For their latest release Petals, the ensemble has delved even deeper into their contemplative, ecumenical philosophies to create a rich tapestry of emotion, rhythms and spirit. The result is the group’s most intimate, profound and sincere album of their decade-long career.
With an Ennio Morricone-like cinematic introduction the first few seconds of Petals set the band on a new journey that is at once familiar as well as wildly different from anything they’ve done before. Petals showcases a maturity far more developed than anything else in their catalog. The death of a close friend inspired many of the tracks on the album, but guitarist/vocalist Daniel Rodriguez is quick to point out that the album falls much more to the honoring and coping of that loss than the despair and darkness of the passing.
Rodriguez’s voice is as rich and thick as cigar smoke throughout Petals, but multi-instrumentalist Bonnie Paine’s stunning vocal acrobatics still take front and center of Elephant Revival’s sound. This album however sees Rodriguez and Paine uniting their vocals in similar fashion to their past works, but with additional years of the forged bond creating an intricacy and complexity that they have only hinted at until now. The album also sees Paine picking up a cello for the first time in a studio sense. While she’s been playing cello for years she’s not, until recently, performed with it and hadn’t yet recorded with the instrument.

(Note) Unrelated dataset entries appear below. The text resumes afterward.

use anyhow::{Context, Result};
use rusqlite::{Connection, OptionalExtension, params};
use std::path::{Path, PathBuf};
use tracing::warn;

use crate::models::Job;

/// Key the job list is stored under.
pub const JOBS_KEY: &str = "job_tracker_jobs";

/// Synchronous blob store keyed by string.
pub trait KeyValueStore {
    fn get(&self, key: &str) -> Result<Option<String>>;
    fn set(&self, key: &str, value: &str) -> Result<()>;
}

// --- SQLite backend ---

pub struct SqliteStore {
    conn: Connection,
    path: PathBuf,
}

impl SqliteStore {
    pub fn open(path: &Path) -> Result<Self> {
        if let Some(parent) = path.parent() {
            if !parent.as_os_str().is_empty() {
                std::fs::create_dir_all(parent).with_context(|| {
                    format!("Failed to create data directory {}", parent.display())
                })?;
            }
        }
        let conn = Connection::open(path)
            .with_context(|| format!("Failed to open database at {}", path.display()))?;
        let store = Self { conn, path: path.to_path_buf() };
        store.init()?;
        Ok(store)
    }

    pub fn path(&self) -> &PathBuf {
        &self.path
    }

    pub fn default_path() -> PathBuf {
        // Use XDG data directory or fallback
        if let Some(proj_dirs) = directories::ProjectDirs::from("", "", "jobintel") {
            proj_dirs.data_dir().join("jobintel.db")
        } else {
            PathBuf::from("jobintel.db")
        }
    }

    fn init(&self) -> Result<()> {
        self.conn.execute_batch(
            r#"
            CREATE TABLE IF NOT EXISTS kv_store (
                key TEXT PRIMARY KEY,
                value TEXT NOT NULL,
                updated_at TEXT NOT NULL DEFAULT (datetime('now'))
            );
            "#,
        )?;
        Ok(())
    }
}

impl KeyValueStore for SqliteStore {
    fn get(&self, key: &str) -> Result<Option<String>> {
        self.conn
            .query_row("SELECT value FROM kv_store WHERE key = ?1", [key], |row| row.get(0))
            .optional()
            .with_context(|| format!("Failed to read key '{}'", key))
    }

    fn set(&self, key: &str, value: &str) -> Result<()> {
        self.conn
            .execute(
                "INSERT INTO kv_store (key, value) VALUES (?1, ?2)
                 ON CONFLICT(key) DO UPDATE SET value = excluded.value, updated_at = datetime('now')",
                params![key, value],
            )
            .with_context(|| format!("Failed to write key '{}'", key))?;
        Ok(())
    }
}

// --- In-memory backend ---

#[cfg(test)]
use std::{cell::RefCell, collections::HashMap, rc::Rc};

/// Clones share the same map.
#[cfg(test)]
#[derive(Debug, Clone, Default)]
pub struct MemoryStore {
    entries: Rc<RefCell<HashMap<String, String>>>,
}

#[cfg(test)]
impl MemoryStore {
    pub fn new() -> Self {
        Self::default()
    }
}

#[cfg(test)]
impl KeyValueStore for MemoryStore {
    fn get(&self, key: &str) -> Result<Option<String>> {
        Ok(self.entries.borrow().get(key).cloned())
    }

    fn set(&self, key: &str, value: &str) -> Result<()> {
        self.entries.borrow_mut().insert(key.to_string(), value.to_string());
        Ok(())
    }
}

// --- Job list adapter ---

/// Persists the whole job list as one JSON array under `JOBS_KEY`.
pub struct RecordStore {
    kv: Box<dyn KeyValueStore>,
}

impl RecordStore {
    pub fn new(kv: Box<dyn KeyValueStore>) -> Self {
        Self { kv }
    }

    /// `Ok(None)` when nothing has been saved yet; an error when the blob is
    /// unreadable or not a JSON array. Records that no longer deserialize are
    /// skipped with a warning so the rest of the list survives.
    pub fn load(&self) -> Result<Option<Vec<Job>>> {
        let Some(raw) = self.kv.get(JOBS_KEY)? else {
            return Ok(None);
        };
        let records: Vec<serde_json::Value> =
            serde_json::from_str(&raw).context("Stored job list is not a JSON array")?;

        let mut jobs = Vec::with_capacity(records.len());
        for (index, record) in records.into_iter().enumerate() {
            match serde_json::from_value::<Job>(record) {
                Ok(job) => jobs.push(job),
                Err(e) => warn!(index, "Skipping unreadable job record: {}", e),
            }
        }
        Ok(Some(jobs))
    }

    pub fn save(&self, jobs: &[Job]) -> Result<()> {
        let raw = serde_json::to_string(jobs).context("Failed to serialize job list")?;
        self.kv.set(JOBS_KEY, &raw)
    }

    /// The stored blob as-is.
    pub fn raw(&self) -> Result<Option<String>> {
        self.kv.get(JOBS_KEY)
    }
}

#[cfg(test)]
mod tests {
    use super::*;
    use crate::models::JobStatus;

    fn sample_job(id: &str) -> Job {
        Job {
            id: id.to_string(),
            title: "Head of Product".to_string(),
            company: "Acme".to_string(),
            description: "Lead the roadmap".to_string(),
            status: JobStatus::Draft,
            date_added: "2024-05-01T10:00:00Z".to_string(),
            clarification_answers: None,
            analysis: None,
            market_intel: None,
            artefacts: None,
        }
    }

    #[test]
    fn test_load_returns_none_when_empty() {
        let store = RecordStore::new(Box::new(MemoryStore::new()));
        assert!(store.load().unwrap().is_none());
    }

    #[test]
    fn test_save_then_load() {
        let store = RecordStore::new(Box::new(MemoryStore::new()));
        let jobs = vec![sample_job("a"), sample_job("b")];
        store.save(&jobs).unwrap();
        assert_eq!(store.load().unwrap().unwrap(), jobs);
    }

    #[test]
    fn test_load_malformed_blob_is_error() {
        let kv = MemoryStore::new();
        kv.set(JOBS_KEY, "{not json").unwrap();
        let store = RecordStore::new(Box::new(kv));
        assert!(store.load().is_err());
    }

    #[test]
    fn test_load_keeps_readable_records_when_one_has_drifted() {
        let kv = MemoryStore::new();
        let good = serde_json::to_value(sample_job("good")).unwrap();
        let blob = serde_json::json!([
            good,
            {"id": "old", "title": "Data Lead", "analysis": {"skills_required": ["SQL"]}},
            {"id": "bad", "status": "Archived"},
        ]);
        kv.set(JOBS_KEY, &blob.to_string()).unwrap();

        let jobs = RecordStore::new(Box::new(kv)).load().unwrap().unwrap();
        assert_eq!(jobs.len(), 2);
        assert_eq!(jobs[0], sample_job("good"));
        assert_eq!(jobs[1].id, "old");
        assert_eq!(jobs[1].status, JobStatus::Draft);
        assert_eq!(jobs[1].analysis.as_ref().unwrap().rice_score, 0.0);
    }

    #[test]
    fn test_memory_store_clones_share_entries() {
        let kv = MemoryStore::new();
        let other = kv.clone();
        kv.set("k", "v").unwrap();
        assert_eq!(other.get("k").unwrap().as_deref(), Some("v"));
    }

    #[test]
    fn test_sqlite_store_overwrites_and_persists() {
        let dir = tempfile::tempdir().unwrap();
        let path = dir.path().join("nested").join("jobintel.db");

        {
            let store = SqliteStore::open(&path).unwrap();
            assert!(store.get(JOBS_KEY).unwrap().is_none());
            store.set(JOBS_KEY, "[]").unwrap();
            store.set(JOBS_KEY, "[1]").unwrap();
        }

        let reopened = SqliteStore::open(&path).unwrap();
        assert_eq!(reopened.path(), &path);
        assert_eq!(reopened.get(JOBS_KEY).unwrap().as_deref(), Some("[1]"));
    }
}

Elephant’s other anchor, the fiddle work of Bridget Law, is carefully distributed throughout Petals. Whereas Law could be heard on earlier works soaring above each track, this new work highlights a restrained use of her gorgeous stringwork, and makes it so that each time she does come in it piques great attention.
Bassist, mandolin player and band co-founder Dango Rose is once again good for a curve-ball tune, and on Petals it comes through as “When I Fall,” an exemplary blend of Americana, folk and rock that gives the album one of Elephant’s infectious and notorious left-turns.

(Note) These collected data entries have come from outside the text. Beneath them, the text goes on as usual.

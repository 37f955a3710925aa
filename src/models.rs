use serde::{Deserialize, Serialize};
use std::fmt;
use std::str::FromStr;

#[derive(Debug, Clone, Copy, Default, PartialEq, Eq, Serialize, Deserialize)]
pub enum JobStatus {
    #[default]
    Draft,
    Applied,
    Interview,
    Offer,
    Rejected,
}

impl JobStatus {
    pub const ALL: [JobStatus; 5] = [
        JobStatus::Draft,
        JobStatus::Applied,
        JobStatus::Interview,
        JobStatus::Offer,
        JobStatus::Rejected,
    ];

    pub fn as_str(&self) -> &'static str {
        match self {
            JobStatus::Draft => "Draft",
            JobStatus::Applied => "Applied",
            JobStatus::Interview => "Interview",
            JobStatus::Offer => "Offer",
            JobStatus::Rejected => "Rejected",
        }
    }

    /// The status after this one in `ALL`, wrapping around.
    pub fn next(&self) -> JobStatus {
        let idx = Self::ALL.iter().position(|s| s == self).unwrap_or(0);
        Self::ALL[(idx + 1) % Self::ALL.len()]
    }
}

impl fmt::Display for JobStatus {
    fn fmt(&self, f: &mut fmt::Formatter<'_>) -> fmt::Result {
        f.write_str(self.as_str())
    }
}

impl FromStr for JobStatus {
    type Err = String;

    fn from_str(s: &str) -> Result<Self, Self::Err> {
        Self::ALL
            .iter()
            .find(|status| status.as_str().eq_ignore_ascii_case(s.trim()))
            .copied()
            .ok_or_else(|| {
                format!(
                    "Unknown status '{}'. Available: draft, applied, interview, offer, rejected",
                    s
                )
            })
    }
}

#[derive(Debug, Clone, Copy, PartialEq, Eq, Serialize, Deserialize)]
pub enum MoscowPriority {
    Must,
    Should,
    Could,
    #[serde(rename = "Won't")]
    Wont,
}

impl MoscowPriority {
    pub fn as_str(&self) -> &'static str {
        match self {
            MoscowPriority::Must => "Must",
            MoscowPriority::Should => "Should",
            MoscowPriority::Could => "Could",
            MoscowPriority::Wont => "Won't",
        }
    }
}

impl fmt::Display for MoscowPriority {
    fn fmt(&self, f: &mut fmt::Formatter<'_>) -> fmt::Result {
        f.write_str(self.as_str())
    }
}

#[derive(Debug, Clone, PartialEq, Serialize, Deserialize)]
pub struct Job {
    pub id: String,
    #[serde(default)]
    pub title: String,
    #[serde(default)]
    pub company: String,
    #[serde(default)]
    pub description: String,
    #[serde(default)]
    pub status: JobStatus,
    #[serde(rename = "dateAdded", default)]
    pub date_added: String,
    #[serde(rename = "clarificationAnswers", default, skip_serializing_if = "Option::is_none")]
    pub clarification_answers: Option<String>,
    #[serde(default, skip_serializing_if = "Option::is_none")]
    pub analysis: Option<JobAnalysis>,
    #[serde(rename = "marketIntel", default, skip_serializing_if = "Option::is_none")]
    pub market_intel: Option<MarketIntel>,
    #[serde(default, skip_serializing_if = "Option::is_none")]
    pub artefacts: Option<Artefacts>,
}

impl Job {
    /// Short form of the id for tables and prompts.
    pub fn short_id(&self) -> &str {
        let end = self
            .id
            .char_indices()
            .nth(8)
            .map(|(i, _)| i)
            .unwrap_or(self.id.len());
        &self.id[..end]
    }

    /// `dateAdded` as dd/mm/yyyy, or the raw string if it does not parse.
    pub fn date_added_display(&self) -> String {
        chrono::DateTime::parse_from_rfc3339(&self.date_added)
            .map(|dt| dt.format("%d/%m/%Y").to_string())
            .unwrap_or_else(|_| self.date_added.clone())
    }
}

#[derive(Debug, Clone, PartialEq, Serialize, Deserialize)]
pub struct JobAnalysis {
    #[serde(default)]
    pub skills_required: Vec<String>,
    #[serde(default)]
    pub skills_missing: Vec<String>,
    #[serde(default)]
    pub competency_match_score: f64,
    #[serde(default)]
    pub salary_range: String,
    #[serde(default)]
    pub rice_score: f64,
    #[serde(default, skip_serializing_if = "Option::is_none")]
    pub moscow_priority: Option<MoscowPriority>,
    #[serde(default)]
    pub summary_bullets: Vec<String>,
    #[serde(default)]
    pub red_flags: Vec<String>,
}

impl JobAnalysis {
    /// MoSCoW tag for display; `-` when an older record has none.
    pub fn priority_label(&self) -> &'static str {
        self.moscow_priority.map(|p| p.as_str()).unwrap_or("-")
    }
}

#[derive(Debug, Clone, PartialEq, Default, Serialize, Deserialize)]
pub struct MarketIntel {
    #[serde(default)]
    pub funding_news: Vec<String>,
    #[serde(default)]
    pub competitors: Vec<String>,
    #[serde(default)]
    pub office_locations: Vec<String>,
    #[serde(default)]
    pub hiring_trends_context: String,
}

#[derive(Debug, Clone, PartialEq, Default, Serialize, Deserialize)]
pub struct Artefacts {
    #[serde(default)]
    pub cv_bullets: Vec<String>,
    #[serde(default)]
    pub cover_letter_draft: String,
    #[serde(default)]
    pub linkedin_outreach: String,
    #[serde(default)]
    pub interview_prep: Vec<String>,
    #[serde(default)]
    pub star_stories: Vec<String>,
}

/// The three records produced together by one full analysis call.
#[derive(Debug, Clone, PartialEq, Serialize, Deserialize)]
pub struct FullAnalysis {
    pub analysis: JobAnalysis,
    #[serde(rename = "marketIntel")]
    pub market_intel: MarketIntel,
    pub artefacts: Artefacts,
}

#[derive(Debug, Clone, PartialEq, Eq, Serialize)]
pub struct HeatmapData {
    pub skill: String,
    pub frequency: u32,
    pub gap_frequency: u32,
}

#[derive(Debug, Clone, Copy, PartialEq, Eq)]
pub enum AppView {
    Dashboard,
    AddJob,
    JobDetail,
}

Obviously a great deal of the newness of Petals comes at the hands of the group’s newest addition, Charlie Rose, who brings with him new instrumentation like the pedal steel and horns, in addition to banjo and cello work. Inside the disc’s packaging appears a photo of the group with two additional people, and while the band hasn’t grown it’s core quintet, the photograph gives nod to how they were joined by producer/engineer Sam Kassirer, who added piano, organ and drums on a few tracks, and also assistant engineer, Jonathan Corey.
Back when the group released Break In The Clouds in 2013, they took a series of promotional shots with larger-than-life smiles, projecting an exuberance with where they were in their career. Now, after a few more years, an insane amount of touring, and apparently a wealth of individual and spiritual growth, their latest shots show them more straight-faced. It’s not that they’re not smiling, but it certainly shows a more contemplative and grown-up side of the group, just like Petals does.